TEST_004 The user receives an interpretative distribution representation of possible ICD categories represented in the pixels of the image
Test typeβ
System
Linked activitiesβ
- MDS-103
Resultβ
- Passed
- Failed
Descriptionβ
Tests were carried out for the algorithm that generates a distribution representation of possible ICD categories, to verify its ability to extract ICD-11 category features from the image pixels with high performance.
Objectiveβ
The goal is to prove that the output distribution of ICD categories matches the ground truth ICD category.
Acceptance criteriaβ
The sum of confidence values must equal 100%, and we set a minimum requirement of 55% for the top 1, 70% for the top 3, and 80% for the top 5. For the indicators, we expect a minimum AUC value of 0.80.
Materials & methodsβ
Datasetβ
The dataset was created by combining images from the following datasets:
- Dermatology image datasets:
- ACNE04: Facial acne images of different severities (mild, moderate, severe).
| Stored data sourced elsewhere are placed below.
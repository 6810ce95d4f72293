use super::units::Quantity;
use serde::{Deserialize, Deserializer};
use std::any::{Any, TypeId};
use std::collections::BTreeMap;
use std::fmt;
use std::sync::Arc;
use toml::value::Datetime;

/// A keyed collection of configuration values, e.g. a constructor description.
pub type Mapping = BTreeMap<String, Value>;

/// A dynamically typed configuration value.
///
/// Configuration documents arrive as loosely typed trees; validation turns the
/// relevant leaves into their canonical form (for instance a quantity string
/// into [`Value::Quantity`]). Host objects that never appear in configuration
/// files, but may be injected as caller defaults, travel as [`Value::Opaque`].
#[derive(Debug, Clone, PartialEq)]
pub enum Value {
    Null,
    Boolean(bool),
    Integer(i64),
    Float(f64),
    String(String),
    Binary(Vec<u8>),
    Date(Datetime),
    List(Vec<Value>),
    Mapping(Mapping),
    Quantity(Quantity),
    Opaque(Opaque),
}

/// The runtime type of a [`Value`], used when deriving validation rules from defaults.
#[derive(Debug, Clone, Copy, PartialEq, Eq)]
pub enum NativeType {
    Null,
    Boolean,
    Binary,
    Date,
    Mapping,
    Float,
    Integer,
    Sequence,
    String,
    Quantity,
    Opaque(OpaqueType),
}

impl NativeType {
    pub fn name(&self) -> &'static str {
        match self {
            NativeType::Null => "null",
            NativeType::Boolean => "bool",
            NativeType::Binary => "bytes",
            NativeType::Date => "date",
            NativeType::Mapping => "mapping",
            NativeType::Float => "float",
            NativeType::Integer => "int",
            NativeType::Sequence => "list",
            NativeType::String => "str",
            NativeType::Quantity => "Quantity",
            NativeType::Opaque(opaque) => opaque.name,
        }
    }
}

impl fmt::Display for NativeType {
    fn fmt(&self, f: &mut fmt::Formatter<'_>) -> fmt::Result {
        f.write_str(self.name())
    }
}

/// Identity of a host type carried inside [`Value::Opaque`].
#[derive(Debug, Clone, Copy)]
pub struct OpaqueType {
    pub name: &'static str,
    id: TypeId,
}

impl PartialEq for OpaqueType {
    fn eq(&self, other: &Self) -> bool {
        self.id == other.id
    }
}

impl Eq for OpaqueType {}

/// A shared host object with no configuration representation.
#[derive(Clone)]
pub struct Opaque {
    ty: OpaqueType,
    inner: Arc<dyn Any + Send + Sync>,
}

impl Opaque {
    pub fn new<T: Any + Send + Sync>(value: T) -> Self {
        Self {
            ty: OpaqueType {
                name: std::any::type_name::<T>(),
                id: TypeId::of::<T>(),
            },
            inner: Arc::new(value),
        }
    }

    pub fn native_type(&self) -> OpaqueType {
        self.ty
    }

    pub fn downcast_ref<T: Any>(&self) -> Option<&T> {
        self.inner.downcast_ref::<T>()
    }
}

impl PartialEq for Opaque {
    fn eq(&self, other: &Self) -> bool {
        Arc::ptr_eq(&self.inner, &other.inner)
    }
}

impl fmt::Debug for Opaque {
    fn fmt(&self, f: &mut fmt::Formatter<'_>) -> fmt::Result {
        write!(f, "Opaque({})", self.ty.name)
    }
}

impl Value {
    pub fn native_type(&self) -> NativeType {
        match self {
            Value::Null => NativeType::Null,
            Value::Boolean(_) => NativeType::Boolean,
            Value::Integer(_) => NativeType::Integer,
            Value::Float(_) => NativeType::Float,
            Value::String(_) => NativeType::String,
            Value::Binary(_) => NativeType::Binary,
            Value::Date(_) => NativeType::Date,
            Value::List(_) => NativeType::Sequence,
            Value::Mapping(_) => NativeType::Mapping,
            Value::Quantity(_) => NativeType::Quantity,
            Value::Opaque(opaque) => NativeType::Opaque(opaque.native_type()),
        }
    }

    pub fn type_name(&self) -> &'static str {
        self.native_type().name()
    }

    pub fn is_null(&self) -> bool {
        matches!(self, Value::Null)
    }

    pub fn as_str(&self) -> Option<&str> {
        match self {
            Value::String(s) => Some(s),
            _ => None,
        }
    }

    pub fn as_integer(&self) -> Option<i64> {
        match self {
            Value::Integer(i) => Some(*i),
            _ => None,
        }
    }

    /// Returns the value as a float, widening integers.
    pub fn as_float(&self) -> Option<f64> {
        match self {
            Value::Float(x) => Some(*x),
            Value::Integer(i) => Some(*i as f64),
            _ => None,
        }
    }

    pub fn as_bool(&self) -> Option<bool> {
        match self {
            Value::Boolean(b) => Some(*b),
            _ => None,
        }
    }

    pub fn as_list(&self) -> Option<&[Value]> {
        match self {
            Value::List(items) => Some(items),
            _ => None,
        }
    }

    pub fn as_mapping(&self) -> Option<&Mapping> {
        match self {
            Value::Mapping(map) => Some(map),
            _ => None,
        }
    }

    pub fn as_quantity(&self) -> Option<&Quantity> {
        match self {
            Value::Quantity(q) => Some(q),
            _ => None,
        }
    }
}

impl fmt::Display for Value {
    fn fmt(&self, f: &mut fmt::Formatter<'_>) -> fmt::Result {
        match self {
            Value::Null => f.write_str("null"),
            Value::Boolean(b) => write!(f, "{}", b),
            Value::Integer(i) => write!(f, "{}", i),
            Value::Float(x) => write!(f, "{:?}", x),
            Value::String(s) => write!(f, "'{}'", s),
            Value::Binary(bytes) => write!(f, "<{} bytes>", bytes.len()),
            Value::Date(date) => write!(f, "{}", date),
            Value::List(items) => {
                f.write_str("[")?;
                for (i, item) in items.iter().enumerate() {
                    if i > 0 {
                        f.write_str(", ")?;
                    }
                    write!(f, "{}", item)?;
                }
                f.write_str("]")
            }
            Value::Mapping(map) => {
                f.write_str("{")?;
                for (i, (key, value)) in map.iter().enumerate() {
                    if i > 0 {
                        f.write_str(", ")?;
                    }
                    write!(f, "{}: {}", key, value)?;
                }
                f.write_str("}")
            }
            Value::Quantity(q) => write!(f, "{}", q),
            Value::Opaque(opaque) => write!(f, "<{}>", opaque.ty.name),
        }
    }
}

impl From<toml::Value> for Value {
    fn from(value: toml::Value) -> Self {
        match value {
            toml::Value::String(s) => Value::String(s),
            toml::Value::Integer(i) => Value::Integer(i),
            toml::Value::Float(x) => Value::Float(x),
            toml::Value::Boolean(b) => Value::Boolean(b),
            toml::Value::Datetime(d) => Value::Date(d),
            toml::Value::Array(items) => Value::List(items.into_iter().map(Value::from).collect()),
            toml::Value::Table(table) => Value::Mapping(mapping_from_table(table)),
        }
    }
}

pub fn mapping_from_table(table: toml::Table) -> Mapping {
    table.into_iter().map(|(k, v)| (k, Value::from(v))).collect()
}

impl<'de> Deserialize<'de> for Value {
    fn deserialize<D: Deserializer<'de>>(deserializer: D) -> Result<Self, D::Error> {
        toml::Value::deserialize(deserializer).map(Value::from)
    }
}

impl From<bool> for Value {
    fn from(b: bool) -> Self {
        Value::Boolean(b)
    }
}

impl From<i64> for Value {
    fn from(i: i64) -> Self {
        Value::Integer(i)
    }
}

impl From<f64> for Value {
    fn from(x: f64) -> Self {
        Value::Float(x)
    }
}

impl From<&str> for Value {
    fn from(s: &str) -> Self {
        Value::String(s.to_string())
    }
}

impl From<String> for Value {
    fn from(s: String) -> Self {
        Value::String(s)
    }
}

impl From<Quantity> for Value {
    fn from(q: Quantity) -> Self {
        Value::Quantity(q)
    }
}

impl From<Vec<Value>> for Value {
    fn from(items: Vec<Value>) -> Self {
        Value::List(items)
    }
}

impl From<Mapping> for Value {
    fn from(map: Mapping) -> Self {
        Value::Mapping(map)
    }
}

impl From<Opaque> for Value {
    fn from(opaque: Opaque) -> Self {
        Value::Opaque(opaque)
    }
}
- ASAN: clinical images of 12 types of skin diseases.
- Danderm: An online dermatology atlas focused on common skin diseases.
- Derm7pt: dermoscopic images of melanoma and nevi cases.
- Dermatology Atlas: a collection of clinical images of subjects of different ages and skin tones,
- DermIS: contains information on skin diseases, illustrated by photographic images, along with descriptions, therapeutic measures, and skin care suggestions.
- DermnetNZ: one of the largest and most diverse collections of clinical, dermoscopic, and histology images of various skin diseases.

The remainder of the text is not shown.